REQUIRED ACTION
Copying exactly, give the lines in the material below from the one with "let batch = connection(&canned)" to the one with "let conn = connection(&canned);", ends included, and nothing besides.
BEGIN RECORD EXTRACTS
#[cfg(test)]
mod tests {
    use serde_json::json;

    use crate::config::ClientConfig;
    use crate::connection::testing::Canned;
    use crate::connection::Connection;
    use crate::error::{ChimpError, ErrorCode};
    use crate::types::*;

    fn connection(canned: &Canned) -> Connection<&Canned> {
        Connection::with_transport(ClientConfig::new("key-us1"), canned).unwrap()
    }

    #[test]
    fn subscribe_sends_only_the_options_that_were_set() {
        let canned = Canned::with(&["true"]);
        let merges = json!({"FIRST": "unit", "LAST": "tests"});
        let opts = SubscribeOptions {
            double_optin: Some(false),
            ..Default::default()
        };
        assert!(connection(&canned)
            .list_subscribe("l1", "a@x.com", &merges, &opts)
            .unwrap());

        let fields = canned.fields(0);
        let names: Vec<&str> = fields.iter().map(|(k, _)| k.as_str()).collect();
        assert_eq!(
            names,
            vec![
                "method",
                "apikey",
                "output",
                "double_optin",
                "email_address",
                "id",
                "merge_vars[FIRST]",
                "merge_vars[LAST]",
            ]
        );
        assert_eq!(canned.field(0, "double_optin").as_deref(), Some("false"));
    }

    #[test]
    fn batch_subscribe_indexes_records() {
        let canned = Canned::with(&[r#"{"add_count":2,"update_count":0,"error_count":0,"errors":[]}"#]);
        let batch = vec![
            json!({"EMAIL": "a@x.com", "EMAIL_TYPE": "html"}),
            json!({"EMAIL": "b@x.com", "EMAIL_TYPE": "text"}),
        ];
        let result = connection(&canned)
            .list_batch_subscribe("l1", &batch, &BatchSubscribeOptions::default())
            .unwrap();
        assert_eq!(result.add_count, 2);
        assert_eq!(canned.field(0, "batch[1][EMAIL]").as_deref(), Some("b@x.com"));
        assert_eq!(canned.field(0, "batch[0][EMAIL_TYPE]").as_deref(), Some("html"));
    }

    #[test]
    fn partial_batch_unsubscribe_is_data() {
        let canned = Canned::with(&[r#"{
            "success_count": 1,
            "error_count": 1,
            "errors": [{"email": "nosuch@example.com", "code": 232, "message": "not a member"}]
        }"#]);
        let result = connection(&canned)
            .list_batch_unsubscribe(
                "l1",
                &["nosuch@example.com", "a@x.com"],
                &UnsubscribeOptions::delete_quietly(),
            )
            .unwrap();
        assert_eq!(result.success_count, 1);
        assert_eq!(result.error_count, 1);
        assert_eq!(result.errors[0].email.as_deref(), Some("nosuch@example.com"));
        assert_eq!(canned.field(0, "emails[1]").as_deref(), Some("a@x.com"));
        assert_eq!(canned.field(0, "delete_member").as_deref(), Some("true"));
    }

    #[test]
    fn total_batch_unsubscribe_failure_raises_first_item_error() {
        let canned = Canned::with(&[r#"{
            "success_count": 0,
            "error_count": 1,
            "errors": [{"email": "nosuch@example.com", "code": 232, "message": "not a member"}]
        }"#]);
        let err = connection(&canned)
            .list_batch_unsubscribe("l1", &["nosuch@example.com"], &UnsubscribeOptions::default())
            .unwrap_err();
        let api = err.as_api().unwrap();
        assert_eq!(api.code, Some(ErrorCode::from(232)));
        assert_eq!(api.message, "not a member");
    }

    #[test]
    fn total_failure_without_itemized_errors_still_raises() {
        let canned = Canned::with(&[r#"{"add_count":0,"update_count":0,"error_count":3}"#]);
        let err = connection(&canned)
            .list_batch_subscribe("l1", &[json!({"EMAIL": "bad"})], &BatchSubscribeOptions::default())
            .unwrap_err();
        assert_eq!(err.as_api().unwrap().message, "all 3 batch items failed");
    }

    #[test]
    fn empty_batch_is_not_a_failure() {
        let canned = Canned::with(&[r#"{"success_count":0,"error_count":0,"errors":[]}"#]);
        let result = connection(&canned)
            .list_batch_unsubscribe("l1", &[], &UnsubscribeOptions::default())
            .unwrap();
        assert_eq!(result.success_count, 0);
    }

    #[test]
    fn multi_member_lookup_reports_missing_in_band() {
        let canned = Canned::with(&[r#"{
            "success": 1,
            "errors": 1,
            "data": [
                {"email_address": "nosuch@example.com", "error": "no record", "code": 232},
                {"id": "m1", "email": "a@x.com", "merges": {"FIRST": "unit"}, "status": "subscribed"}
            ]
        }"#]);
        let batch = connection(&canned)
            .list_member_info("l1", &["nosuch@example.com", "a@x.com"])
            .unwrap();
        assert_eq!(batch.missing().count(), 1);
        assert_eq!(batch.found().next().unwrap().email.as_deref(), Some("a@x.com"));
        assert_eq!(
            canned.field(0, "email_address[0]").as_deref(),
            Some("nosuch@example.com")
        );
    }

    #[test]
    fn single_member_lookup_raises_when_missing() {
        let canned = Canned::with(&[r#"{
            "success": 0,
            "errors": 1,
            "data": [{"email_address": "nosuch@example.com", "error": "no record", "code": 232}]
        }"#]);
        let err = connection(&canned)
            .list_member("l1", "nosuch@example.com")
            .unwrap_err();
        let api = err.as_api().unwrap();
        assert_eq!(api.code, Some(ErrorCode::from(232)));
        assert_eq!(api.message, "no record");
    }

    #[test]
    fn single_member_lookup_returns_member() {
        let canned = Canned::with(&[r#"{
            "success": 1,
            "errors": 0,
            "data": [{"id": "m1", "email": "a@x.com", "merges": {"TEST": "abc"}}]
        }"#]);
        let info = connection(&canned).list_member("l1", "a@x.com").unwrap();
        assert_eq!(info.merges["TEST"], "abc");
    }

    #[test]
    fn interest_groups_are_selected_by_grouping_id() {
        let body = r#"[
            {"id": 7, "name": "g7", "form_field": "hidden", "groups": [{"name": "first group", "subscribers": 0}]},
            {"id": 9, "name": "g9", "form_field": "checkboxes", "groups": []}
        ]"#;
        let canned = Canned::with(&[body, body]);
        let conn = connection(&canned);

        let groups = conn.list_interest_groups("l1", 7).unwrap();
        assert_eq!(groups.len(), 1);
        assert_eq!(groups[0].name, "first group");

        let err = conn.list_interest_groups("l1", 8).unwrap_err();
        assert!(matches!(err, ChimpError::UnknownGrouping(8)));
    }

    #[test]
    fn grouping_add_returns_new_id() {
        let canned = Canned::with(&["42"]);
        let id = connection(&canned)
            .list_interest_groupings_add("l1", "test grouping", GroupingType::Hidden, &["first group"])
            .unwrap();
        assert_eq!(id, 42);
        assert_eq!(canned.field(0, "type").as_deref(), Some("hidden"));
        assert_eq!(canned.field(0, "groups[0]").as_deref(), Some("first group"));
    }

    #[test]
    fn group_add_omits_grouping_when_unset() {
        let canned = Canned::with(&["true"]);
        connection(&canned)
            .list_interest_group_add("l1", "test", None)
            .unwrap();
        assert_eq!(canned.field(0, "grouping_id"), None);
    }

    #[test]
    fn merge_var_options_are_nested() {
        let canned = Canned::with(&["true"]);
        let opts = MergeVarOptions {
            req: Some(false),
            field_type: Some("text".to_string()),
            ..Default::default()
        };
        connection(&canned)
            .list_merge_var_add("l1", "TEST", "test merge var", &opts)
            .unwrap();
        assert_eq!(canned.field(0, "options[req]").as_deref(), Some("false"));
        assert_eq!(canned.field(0, "options[field_type]").as_deref(), Some("text"));
        assert_eq!(canned.field(0, "name").as_deref(), Some("test merge var"));
    }

    #[test]
    fn duplicate_merge_var_surfaces_remote_error() {
        let canned = Canned::with(&[r#"{"error":"A Merge Field with the tag \"TEST\" already exists","code":254}"#]);
        let err = connection(&canned)
            .list_merge_var_add("l1", "TEST", "again", &MergeVarOptions::default())
            .unwrap_err();
        assert_eq!(err.as_api().unwrap().code, Some(ErrorCode::from(254)));
    }

    #[test]
    fn list_members_forwards_query() {
        let canned = Canned::with(&[r#"{"total":1,"data":[{"email":"a@x.com","timestamp":"2024-01-01 00:00:00"}]}"#]);
        let query = MemberQuery {
            status: Some(MemberStatus::Subscribed),
            limit: Some(10),
            ..Default::default()
        };
        let page = connection(&canned).list_members("l1", &query).unwrap();
        assert_eq!(page.total, 1);
        assert_eq!(page.data[0].email, "a@x.com");
        assert_eq!(canned.field(0, "status").as_deref(), Some("subscribed"));
        assert_eq!(canned.field(0, "limit").as_deref(), Some("10"));
        assert_eq!(canned.field(0, "start"), None);
    }
}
END RECORD EXTRACTS
TASK RESULT
        let batch = connection(&canned)
            .list_member_info("l1", &["nosuch@example.com", "a@x.com"])
            .unwrap();
        assert_eq!(batch.missing().count(), 1);
        assert_eq!(batch.found().next().unwrap().email.as_deref(), Some("a@x.com"));
        assert_eq!(
            canned.field(0, "email_address[0]").as_deref(),
            Some("nosuch@example.com")
        );
    }

    #[test]
    fn single_member_lookup_raises_when_missing() {
        let canned = Canned::with(&[r#"{
            "success": 0,
            "errors": 1,
            "data": [{"email_address": "nosuch@example.com", "error": "no record", "code": 232}]
        }"#]);
        let err = connection(&canned)
            .list_member("l1", "nosuch@example.com")
            .unwrap_err();
        let api = err.as_api().unwrap();
        assert_eq!(api.code, Some(ErrorCode::from(232)));
        assert_eq!(api.message, "no record");
    }

    #[test]
    fn single_member_lookup_returns_member() {
        let canned = Canned::with(&[r#"{
            "success": 1,
            "errors": 0,
            "data": [{"id": "m1", "email": "a@x.com", "merges": {"TEST": "abc"}}]
        }"#]);
        let info = connection(&canned).list_member("l1", "a@x.com").unwrap();
        assert_eq!(info.merges["TEST"], "abc");
    }

    #[test]
    fn interest_groups_are_selected_by_grouping_id() {
        let body = r#"[
            {"id": 7, "name": "g7", "form_field": "hidden", "groups": [{"name": "first group", "subscribers": 0}]},
            {"id": 9, "name": "g9", "form_field": "checkboxes", "groups": []}
        ]"#;
        let canned = Canned::with(&[body, body]);
        let conn = connection(&canned);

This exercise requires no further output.